*Exercise requirements*.
Your job with the data below is to output exactly the lines from the one holding "let path = path.as_ref();" down to the one holding "let parent = match", both included, and no others.

*Task input*.
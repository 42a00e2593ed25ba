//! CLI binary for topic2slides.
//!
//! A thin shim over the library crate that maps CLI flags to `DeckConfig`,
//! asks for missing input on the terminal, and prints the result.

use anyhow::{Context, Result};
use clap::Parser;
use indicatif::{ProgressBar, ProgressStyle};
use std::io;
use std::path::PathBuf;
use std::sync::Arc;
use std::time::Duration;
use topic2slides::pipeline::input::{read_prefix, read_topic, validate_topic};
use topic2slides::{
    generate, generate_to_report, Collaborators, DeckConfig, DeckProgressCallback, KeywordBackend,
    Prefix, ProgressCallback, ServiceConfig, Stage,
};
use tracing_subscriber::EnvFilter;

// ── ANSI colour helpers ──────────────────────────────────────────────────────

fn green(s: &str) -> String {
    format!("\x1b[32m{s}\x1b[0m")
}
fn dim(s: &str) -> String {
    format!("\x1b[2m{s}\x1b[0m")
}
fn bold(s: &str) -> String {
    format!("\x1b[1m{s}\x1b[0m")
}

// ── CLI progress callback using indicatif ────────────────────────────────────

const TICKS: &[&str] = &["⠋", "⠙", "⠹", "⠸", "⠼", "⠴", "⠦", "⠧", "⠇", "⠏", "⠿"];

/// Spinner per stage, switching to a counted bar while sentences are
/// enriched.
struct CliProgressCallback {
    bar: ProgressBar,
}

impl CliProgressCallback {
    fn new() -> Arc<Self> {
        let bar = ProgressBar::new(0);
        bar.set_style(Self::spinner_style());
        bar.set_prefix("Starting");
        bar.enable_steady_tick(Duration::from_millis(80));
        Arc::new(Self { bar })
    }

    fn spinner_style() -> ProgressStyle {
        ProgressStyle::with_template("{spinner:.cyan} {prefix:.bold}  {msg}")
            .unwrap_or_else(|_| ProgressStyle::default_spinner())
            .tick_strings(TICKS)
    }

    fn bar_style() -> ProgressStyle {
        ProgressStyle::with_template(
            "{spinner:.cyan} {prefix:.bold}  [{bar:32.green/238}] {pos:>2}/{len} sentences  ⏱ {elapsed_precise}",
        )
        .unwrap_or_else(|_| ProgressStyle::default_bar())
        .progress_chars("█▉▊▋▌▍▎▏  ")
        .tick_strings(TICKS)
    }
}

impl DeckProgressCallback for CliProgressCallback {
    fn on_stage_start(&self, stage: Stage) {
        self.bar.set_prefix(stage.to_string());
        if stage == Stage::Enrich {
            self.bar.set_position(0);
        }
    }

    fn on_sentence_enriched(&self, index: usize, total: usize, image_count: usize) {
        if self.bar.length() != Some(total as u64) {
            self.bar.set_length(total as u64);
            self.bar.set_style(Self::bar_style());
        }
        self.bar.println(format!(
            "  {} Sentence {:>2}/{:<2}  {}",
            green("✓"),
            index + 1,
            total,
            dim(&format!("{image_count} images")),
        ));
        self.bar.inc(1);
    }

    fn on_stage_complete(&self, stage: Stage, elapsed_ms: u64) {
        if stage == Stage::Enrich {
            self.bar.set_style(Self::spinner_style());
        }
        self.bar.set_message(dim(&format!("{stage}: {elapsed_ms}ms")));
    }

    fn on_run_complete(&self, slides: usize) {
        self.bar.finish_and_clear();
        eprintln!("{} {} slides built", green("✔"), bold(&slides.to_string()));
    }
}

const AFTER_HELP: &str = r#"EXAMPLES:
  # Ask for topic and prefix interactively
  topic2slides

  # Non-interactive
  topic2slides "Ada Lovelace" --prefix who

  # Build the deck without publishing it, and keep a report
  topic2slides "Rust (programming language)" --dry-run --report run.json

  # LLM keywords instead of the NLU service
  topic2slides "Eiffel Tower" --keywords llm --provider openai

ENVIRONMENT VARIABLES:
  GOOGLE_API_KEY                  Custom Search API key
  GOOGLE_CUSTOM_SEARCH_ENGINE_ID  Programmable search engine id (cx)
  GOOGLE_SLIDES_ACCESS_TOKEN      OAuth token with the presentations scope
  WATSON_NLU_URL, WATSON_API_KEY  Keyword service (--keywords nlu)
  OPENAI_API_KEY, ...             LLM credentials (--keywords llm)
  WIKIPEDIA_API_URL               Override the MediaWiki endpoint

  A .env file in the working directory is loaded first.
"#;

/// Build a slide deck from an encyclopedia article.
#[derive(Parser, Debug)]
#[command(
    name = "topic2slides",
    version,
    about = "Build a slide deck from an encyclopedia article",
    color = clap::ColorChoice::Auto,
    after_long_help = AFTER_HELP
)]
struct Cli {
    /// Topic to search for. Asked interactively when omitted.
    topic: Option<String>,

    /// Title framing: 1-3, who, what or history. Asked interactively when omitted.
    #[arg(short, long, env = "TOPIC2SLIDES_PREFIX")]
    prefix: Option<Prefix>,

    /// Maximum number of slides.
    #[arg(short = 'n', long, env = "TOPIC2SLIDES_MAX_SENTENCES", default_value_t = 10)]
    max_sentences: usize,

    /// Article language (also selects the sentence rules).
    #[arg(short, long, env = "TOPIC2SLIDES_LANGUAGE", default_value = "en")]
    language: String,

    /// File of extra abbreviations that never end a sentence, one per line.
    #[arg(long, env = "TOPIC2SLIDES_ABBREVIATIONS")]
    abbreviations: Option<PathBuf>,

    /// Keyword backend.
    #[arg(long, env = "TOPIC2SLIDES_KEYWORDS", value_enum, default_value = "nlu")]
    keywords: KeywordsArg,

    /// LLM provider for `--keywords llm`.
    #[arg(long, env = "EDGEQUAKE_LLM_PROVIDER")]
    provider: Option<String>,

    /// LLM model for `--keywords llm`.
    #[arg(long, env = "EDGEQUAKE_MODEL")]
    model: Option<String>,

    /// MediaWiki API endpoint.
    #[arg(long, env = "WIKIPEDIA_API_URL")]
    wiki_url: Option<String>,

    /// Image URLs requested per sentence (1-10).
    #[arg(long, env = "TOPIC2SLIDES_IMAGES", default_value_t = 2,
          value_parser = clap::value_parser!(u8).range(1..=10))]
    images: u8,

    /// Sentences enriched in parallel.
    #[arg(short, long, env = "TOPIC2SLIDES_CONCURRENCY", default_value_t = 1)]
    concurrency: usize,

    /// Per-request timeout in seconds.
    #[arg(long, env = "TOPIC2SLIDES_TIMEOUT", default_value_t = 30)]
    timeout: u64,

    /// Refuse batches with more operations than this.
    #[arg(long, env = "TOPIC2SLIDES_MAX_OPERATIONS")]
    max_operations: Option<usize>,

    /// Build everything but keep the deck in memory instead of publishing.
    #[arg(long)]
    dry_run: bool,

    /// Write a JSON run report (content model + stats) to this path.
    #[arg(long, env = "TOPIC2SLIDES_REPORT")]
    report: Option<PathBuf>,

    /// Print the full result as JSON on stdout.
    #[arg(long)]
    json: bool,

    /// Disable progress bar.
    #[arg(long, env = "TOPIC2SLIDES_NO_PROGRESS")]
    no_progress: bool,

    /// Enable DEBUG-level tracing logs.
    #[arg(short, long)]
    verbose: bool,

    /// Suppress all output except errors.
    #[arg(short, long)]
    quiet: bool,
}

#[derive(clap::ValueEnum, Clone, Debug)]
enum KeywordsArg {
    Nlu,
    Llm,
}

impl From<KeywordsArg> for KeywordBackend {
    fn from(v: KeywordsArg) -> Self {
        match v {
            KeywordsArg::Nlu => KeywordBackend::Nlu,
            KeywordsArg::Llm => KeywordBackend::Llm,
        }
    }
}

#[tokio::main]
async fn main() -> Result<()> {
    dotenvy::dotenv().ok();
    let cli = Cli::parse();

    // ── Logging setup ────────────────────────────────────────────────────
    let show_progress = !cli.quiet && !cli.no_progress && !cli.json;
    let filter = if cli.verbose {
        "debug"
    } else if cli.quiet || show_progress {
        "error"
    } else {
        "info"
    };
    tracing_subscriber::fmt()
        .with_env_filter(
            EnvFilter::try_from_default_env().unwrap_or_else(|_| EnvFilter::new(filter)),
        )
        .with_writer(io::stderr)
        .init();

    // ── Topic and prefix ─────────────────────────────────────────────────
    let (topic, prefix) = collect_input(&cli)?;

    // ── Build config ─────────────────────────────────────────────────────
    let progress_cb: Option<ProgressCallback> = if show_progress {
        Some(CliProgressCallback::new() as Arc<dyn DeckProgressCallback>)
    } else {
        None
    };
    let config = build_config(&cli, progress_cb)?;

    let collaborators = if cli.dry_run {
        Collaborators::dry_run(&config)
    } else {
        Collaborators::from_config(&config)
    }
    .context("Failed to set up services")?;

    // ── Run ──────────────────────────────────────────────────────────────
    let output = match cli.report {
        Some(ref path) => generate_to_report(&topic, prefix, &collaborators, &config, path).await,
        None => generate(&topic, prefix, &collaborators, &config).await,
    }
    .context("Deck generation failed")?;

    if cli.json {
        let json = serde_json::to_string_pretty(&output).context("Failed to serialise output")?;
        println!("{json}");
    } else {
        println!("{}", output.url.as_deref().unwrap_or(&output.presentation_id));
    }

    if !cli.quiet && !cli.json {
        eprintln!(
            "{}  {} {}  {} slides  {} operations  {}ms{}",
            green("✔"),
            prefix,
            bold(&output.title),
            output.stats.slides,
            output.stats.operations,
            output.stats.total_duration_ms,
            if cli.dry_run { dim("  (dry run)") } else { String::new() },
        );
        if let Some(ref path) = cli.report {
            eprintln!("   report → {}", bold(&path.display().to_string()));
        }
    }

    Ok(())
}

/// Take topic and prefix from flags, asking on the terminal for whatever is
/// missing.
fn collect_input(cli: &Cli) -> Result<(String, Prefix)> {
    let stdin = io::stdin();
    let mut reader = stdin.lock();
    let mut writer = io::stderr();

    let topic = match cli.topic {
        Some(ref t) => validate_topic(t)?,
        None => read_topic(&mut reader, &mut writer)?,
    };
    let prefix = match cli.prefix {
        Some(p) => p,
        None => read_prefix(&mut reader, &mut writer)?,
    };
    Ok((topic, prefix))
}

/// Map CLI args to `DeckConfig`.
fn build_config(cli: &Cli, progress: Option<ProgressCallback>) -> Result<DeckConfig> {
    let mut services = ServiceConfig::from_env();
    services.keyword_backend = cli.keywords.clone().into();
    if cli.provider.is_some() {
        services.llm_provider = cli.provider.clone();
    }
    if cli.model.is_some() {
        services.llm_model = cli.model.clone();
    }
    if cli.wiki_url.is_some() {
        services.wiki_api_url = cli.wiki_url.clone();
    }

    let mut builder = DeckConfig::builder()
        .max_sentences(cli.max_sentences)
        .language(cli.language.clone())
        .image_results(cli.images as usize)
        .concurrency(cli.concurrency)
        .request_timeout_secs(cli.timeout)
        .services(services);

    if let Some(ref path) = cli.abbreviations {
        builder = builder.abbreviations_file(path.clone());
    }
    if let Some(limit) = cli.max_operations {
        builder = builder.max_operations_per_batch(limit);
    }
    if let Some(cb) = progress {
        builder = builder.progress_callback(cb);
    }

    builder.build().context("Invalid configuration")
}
==
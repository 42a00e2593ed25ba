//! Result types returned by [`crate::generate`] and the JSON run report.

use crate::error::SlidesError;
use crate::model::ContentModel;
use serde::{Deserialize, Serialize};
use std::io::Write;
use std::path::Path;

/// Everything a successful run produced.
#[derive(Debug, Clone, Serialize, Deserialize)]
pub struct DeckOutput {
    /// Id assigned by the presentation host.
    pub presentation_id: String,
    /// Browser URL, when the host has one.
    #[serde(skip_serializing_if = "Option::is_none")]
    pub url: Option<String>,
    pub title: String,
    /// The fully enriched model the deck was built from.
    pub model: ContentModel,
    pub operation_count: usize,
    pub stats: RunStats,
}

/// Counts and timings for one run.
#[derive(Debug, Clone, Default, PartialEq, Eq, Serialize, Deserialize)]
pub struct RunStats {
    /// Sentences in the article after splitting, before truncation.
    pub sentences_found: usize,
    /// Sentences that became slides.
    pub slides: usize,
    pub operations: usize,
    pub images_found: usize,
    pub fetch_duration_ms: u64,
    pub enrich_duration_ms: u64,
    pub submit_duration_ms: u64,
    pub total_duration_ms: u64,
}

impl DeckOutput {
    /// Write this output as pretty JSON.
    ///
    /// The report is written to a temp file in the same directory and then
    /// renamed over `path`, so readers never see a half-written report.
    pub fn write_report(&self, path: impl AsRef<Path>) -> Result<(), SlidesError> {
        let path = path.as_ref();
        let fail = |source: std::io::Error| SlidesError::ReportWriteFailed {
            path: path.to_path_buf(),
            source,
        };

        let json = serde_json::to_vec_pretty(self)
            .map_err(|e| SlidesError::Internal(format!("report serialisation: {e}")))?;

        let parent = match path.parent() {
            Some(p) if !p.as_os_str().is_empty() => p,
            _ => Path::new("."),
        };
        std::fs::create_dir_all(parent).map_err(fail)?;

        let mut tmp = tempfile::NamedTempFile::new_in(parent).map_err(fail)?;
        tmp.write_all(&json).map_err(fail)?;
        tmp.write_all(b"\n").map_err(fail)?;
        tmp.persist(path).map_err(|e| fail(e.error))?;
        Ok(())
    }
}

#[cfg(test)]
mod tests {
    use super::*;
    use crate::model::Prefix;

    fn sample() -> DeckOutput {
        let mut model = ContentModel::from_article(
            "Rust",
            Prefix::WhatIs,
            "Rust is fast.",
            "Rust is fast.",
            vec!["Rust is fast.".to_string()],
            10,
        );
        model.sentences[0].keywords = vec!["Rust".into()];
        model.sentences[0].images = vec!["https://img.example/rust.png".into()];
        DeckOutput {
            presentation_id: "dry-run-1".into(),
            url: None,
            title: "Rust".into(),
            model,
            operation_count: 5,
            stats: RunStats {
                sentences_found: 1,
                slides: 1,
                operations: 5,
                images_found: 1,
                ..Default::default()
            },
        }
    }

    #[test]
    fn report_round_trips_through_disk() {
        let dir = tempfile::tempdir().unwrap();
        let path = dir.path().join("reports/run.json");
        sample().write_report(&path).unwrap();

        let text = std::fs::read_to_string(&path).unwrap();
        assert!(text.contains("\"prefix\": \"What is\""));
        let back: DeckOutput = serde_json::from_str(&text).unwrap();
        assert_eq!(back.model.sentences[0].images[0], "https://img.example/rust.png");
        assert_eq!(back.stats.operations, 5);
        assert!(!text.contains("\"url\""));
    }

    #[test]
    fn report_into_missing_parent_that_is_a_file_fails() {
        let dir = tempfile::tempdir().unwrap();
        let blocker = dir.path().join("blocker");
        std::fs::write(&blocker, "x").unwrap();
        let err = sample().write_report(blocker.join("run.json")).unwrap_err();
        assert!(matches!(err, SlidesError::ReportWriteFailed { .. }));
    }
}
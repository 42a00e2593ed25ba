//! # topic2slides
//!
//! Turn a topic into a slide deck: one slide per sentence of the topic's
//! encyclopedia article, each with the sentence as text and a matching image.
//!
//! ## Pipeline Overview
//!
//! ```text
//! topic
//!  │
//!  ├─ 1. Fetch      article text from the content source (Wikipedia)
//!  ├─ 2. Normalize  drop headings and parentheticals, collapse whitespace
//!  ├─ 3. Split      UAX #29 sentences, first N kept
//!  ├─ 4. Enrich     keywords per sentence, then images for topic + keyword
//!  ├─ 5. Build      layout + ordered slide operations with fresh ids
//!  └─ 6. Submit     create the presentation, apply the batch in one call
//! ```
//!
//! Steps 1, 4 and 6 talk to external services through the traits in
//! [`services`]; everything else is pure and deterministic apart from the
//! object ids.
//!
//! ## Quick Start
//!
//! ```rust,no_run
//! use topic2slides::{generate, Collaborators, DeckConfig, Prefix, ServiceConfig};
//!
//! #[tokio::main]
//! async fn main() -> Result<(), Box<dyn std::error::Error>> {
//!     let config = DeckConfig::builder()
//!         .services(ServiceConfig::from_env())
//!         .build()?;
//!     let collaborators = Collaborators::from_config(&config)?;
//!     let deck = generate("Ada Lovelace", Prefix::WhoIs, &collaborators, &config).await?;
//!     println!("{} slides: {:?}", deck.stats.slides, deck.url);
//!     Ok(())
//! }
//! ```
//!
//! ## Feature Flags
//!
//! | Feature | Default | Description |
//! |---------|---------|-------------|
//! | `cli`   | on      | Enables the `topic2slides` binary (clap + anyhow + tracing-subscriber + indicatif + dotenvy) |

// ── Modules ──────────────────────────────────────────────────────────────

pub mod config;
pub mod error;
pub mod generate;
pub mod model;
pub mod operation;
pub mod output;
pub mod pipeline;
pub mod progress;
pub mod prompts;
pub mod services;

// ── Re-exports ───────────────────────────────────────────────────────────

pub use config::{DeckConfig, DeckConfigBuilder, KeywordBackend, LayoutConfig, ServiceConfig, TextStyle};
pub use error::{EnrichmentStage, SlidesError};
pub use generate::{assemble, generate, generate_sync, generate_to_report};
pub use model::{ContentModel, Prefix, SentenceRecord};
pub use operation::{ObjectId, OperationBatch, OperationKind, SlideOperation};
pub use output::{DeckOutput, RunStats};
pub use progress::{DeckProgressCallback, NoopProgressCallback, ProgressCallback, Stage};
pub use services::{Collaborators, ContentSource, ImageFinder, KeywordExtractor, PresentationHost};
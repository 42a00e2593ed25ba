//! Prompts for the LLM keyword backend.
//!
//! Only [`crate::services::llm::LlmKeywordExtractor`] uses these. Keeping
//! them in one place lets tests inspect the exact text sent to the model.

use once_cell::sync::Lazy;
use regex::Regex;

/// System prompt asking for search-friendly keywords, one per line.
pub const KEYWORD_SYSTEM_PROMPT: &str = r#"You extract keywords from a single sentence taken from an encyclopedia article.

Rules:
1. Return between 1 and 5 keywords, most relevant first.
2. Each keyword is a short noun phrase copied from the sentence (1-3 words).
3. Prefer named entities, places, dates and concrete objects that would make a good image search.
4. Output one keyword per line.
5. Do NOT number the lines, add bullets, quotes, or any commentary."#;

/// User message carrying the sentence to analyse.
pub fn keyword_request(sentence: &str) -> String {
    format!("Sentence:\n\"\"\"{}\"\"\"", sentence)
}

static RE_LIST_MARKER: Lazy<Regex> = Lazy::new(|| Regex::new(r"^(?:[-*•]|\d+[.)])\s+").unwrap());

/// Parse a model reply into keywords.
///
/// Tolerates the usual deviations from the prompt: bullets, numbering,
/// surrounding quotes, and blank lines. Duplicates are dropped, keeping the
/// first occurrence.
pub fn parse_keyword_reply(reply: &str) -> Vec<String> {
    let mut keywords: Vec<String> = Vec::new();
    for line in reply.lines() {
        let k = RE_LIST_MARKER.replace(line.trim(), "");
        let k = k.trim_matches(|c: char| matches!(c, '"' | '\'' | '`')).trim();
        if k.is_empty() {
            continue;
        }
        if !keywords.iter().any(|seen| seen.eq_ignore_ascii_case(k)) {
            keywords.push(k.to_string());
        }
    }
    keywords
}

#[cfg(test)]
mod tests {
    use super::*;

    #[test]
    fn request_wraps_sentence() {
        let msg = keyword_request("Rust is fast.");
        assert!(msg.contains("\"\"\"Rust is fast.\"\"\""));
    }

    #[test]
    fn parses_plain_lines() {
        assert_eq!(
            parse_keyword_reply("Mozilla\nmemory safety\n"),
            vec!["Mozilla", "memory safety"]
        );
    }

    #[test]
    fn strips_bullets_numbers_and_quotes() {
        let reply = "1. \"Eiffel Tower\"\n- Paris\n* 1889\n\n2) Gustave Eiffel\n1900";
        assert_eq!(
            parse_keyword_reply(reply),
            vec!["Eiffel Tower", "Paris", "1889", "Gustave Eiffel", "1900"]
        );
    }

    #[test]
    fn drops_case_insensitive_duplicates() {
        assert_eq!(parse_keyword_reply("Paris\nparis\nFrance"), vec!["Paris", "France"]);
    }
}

*Output*.
        let path = path.as_ref();
        let fail = |source: std::io::Error| SlidesError::ReportWriteFailed {
            path: path.to_path_buf(),
            source,
        };

        let json = serde_json::to_vec_pretty(self)
            .map_err(|e| SlidesError::Internal(format!("report serialisation: {e}")))?;

        let parent = match path.parent() {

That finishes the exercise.